■ **Task requirements**:
Search the data for the string "impl" and copy each line where it turns up.

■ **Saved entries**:
=== Begin Enclosure ===

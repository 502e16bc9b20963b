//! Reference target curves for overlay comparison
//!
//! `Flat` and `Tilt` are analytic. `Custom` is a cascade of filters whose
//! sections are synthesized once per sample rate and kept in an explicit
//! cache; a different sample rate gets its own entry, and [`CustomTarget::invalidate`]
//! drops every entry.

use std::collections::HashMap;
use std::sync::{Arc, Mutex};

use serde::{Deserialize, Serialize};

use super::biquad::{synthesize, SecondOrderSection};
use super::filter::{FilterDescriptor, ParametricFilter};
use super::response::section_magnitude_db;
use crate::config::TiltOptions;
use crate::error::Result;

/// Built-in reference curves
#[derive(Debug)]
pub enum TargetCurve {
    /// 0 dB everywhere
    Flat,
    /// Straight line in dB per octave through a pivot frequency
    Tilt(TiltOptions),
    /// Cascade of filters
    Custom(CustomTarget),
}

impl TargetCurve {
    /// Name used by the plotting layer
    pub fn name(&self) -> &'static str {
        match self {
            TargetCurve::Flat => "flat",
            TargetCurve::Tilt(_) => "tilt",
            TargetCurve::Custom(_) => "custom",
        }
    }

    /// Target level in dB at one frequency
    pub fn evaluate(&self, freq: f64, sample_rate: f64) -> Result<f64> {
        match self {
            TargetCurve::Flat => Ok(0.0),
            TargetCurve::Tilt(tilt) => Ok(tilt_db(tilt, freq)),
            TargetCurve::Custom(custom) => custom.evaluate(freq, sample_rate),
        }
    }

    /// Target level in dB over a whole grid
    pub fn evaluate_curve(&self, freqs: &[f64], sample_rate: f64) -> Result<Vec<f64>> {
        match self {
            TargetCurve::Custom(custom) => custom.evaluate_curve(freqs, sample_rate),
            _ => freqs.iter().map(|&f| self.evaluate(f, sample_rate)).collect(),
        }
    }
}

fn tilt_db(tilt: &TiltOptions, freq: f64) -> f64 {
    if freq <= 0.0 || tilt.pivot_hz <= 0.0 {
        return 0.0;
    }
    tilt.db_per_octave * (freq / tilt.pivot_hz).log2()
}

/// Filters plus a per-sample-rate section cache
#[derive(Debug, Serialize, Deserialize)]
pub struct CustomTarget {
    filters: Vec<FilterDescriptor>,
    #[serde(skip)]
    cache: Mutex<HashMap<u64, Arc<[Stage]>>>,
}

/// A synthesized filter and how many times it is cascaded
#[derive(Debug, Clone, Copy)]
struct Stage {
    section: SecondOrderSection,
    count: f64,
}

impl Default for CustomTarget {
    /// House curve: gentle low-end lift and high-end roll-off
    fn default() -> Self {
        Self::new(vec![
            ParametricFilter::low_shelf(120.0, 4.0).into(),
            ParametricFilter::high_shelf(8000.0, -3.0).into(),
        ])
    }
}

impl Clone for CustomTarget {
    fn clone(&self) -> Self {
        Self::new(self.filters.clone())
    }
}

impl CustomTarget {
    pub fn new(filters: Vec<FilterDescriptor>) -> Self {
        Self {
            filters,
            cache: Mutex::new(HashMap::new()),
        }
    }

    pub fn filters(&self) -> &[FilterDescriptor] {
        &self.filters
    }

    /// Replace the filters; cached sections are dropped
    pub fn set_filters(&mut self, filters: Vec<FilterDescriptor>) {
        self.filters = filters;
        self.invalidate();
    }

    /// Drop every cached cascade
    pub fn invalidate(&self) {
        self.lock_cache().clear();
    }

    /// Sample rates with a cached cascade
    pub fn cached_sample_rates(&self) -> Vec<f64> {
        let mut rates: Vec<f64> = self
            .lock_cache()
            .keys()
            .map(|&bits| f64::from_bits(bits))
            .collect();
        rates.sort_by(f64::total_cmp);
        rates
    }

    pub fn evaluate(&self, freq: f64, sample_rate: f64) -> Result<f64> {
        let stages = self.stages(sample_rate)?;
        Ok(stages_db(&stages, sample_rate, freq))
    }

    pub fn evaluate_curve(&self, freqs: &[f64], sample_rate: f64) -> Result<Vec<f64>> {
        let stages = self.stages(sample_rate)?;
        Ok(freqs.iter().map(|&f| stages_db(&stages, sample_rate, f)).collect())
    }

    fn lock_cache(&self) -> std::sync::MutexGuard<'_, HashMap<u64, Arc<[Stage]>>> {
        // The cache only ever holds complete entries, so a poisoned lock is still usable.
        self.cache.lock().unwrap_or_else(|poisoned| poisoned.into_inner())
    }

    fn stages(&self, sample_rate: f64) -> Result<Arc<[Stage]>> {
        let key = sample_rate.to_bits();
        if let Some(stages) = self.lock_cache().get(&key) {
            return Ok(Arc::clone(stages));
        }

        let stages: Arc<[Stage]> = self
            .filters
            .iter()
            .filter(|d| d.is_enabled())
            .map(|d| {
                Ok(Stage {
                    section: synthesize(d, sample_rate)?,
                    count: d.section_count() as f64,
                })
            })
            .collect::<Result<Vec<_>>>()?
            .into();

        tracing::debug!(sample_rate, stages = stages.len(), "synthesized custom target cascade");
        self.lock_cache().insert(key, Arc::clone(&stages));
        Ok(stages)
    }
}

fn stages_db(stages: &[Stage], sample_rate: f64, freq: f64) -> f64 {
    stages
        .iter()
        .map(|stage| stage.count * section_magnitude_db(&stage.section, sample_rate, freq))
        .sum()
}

=== End Enclosure ===

■ **Your response**:
impl TargetCurve {
impl Default for CustomTarget {
impl Clone for CustomTarget {
impl CustomTarget {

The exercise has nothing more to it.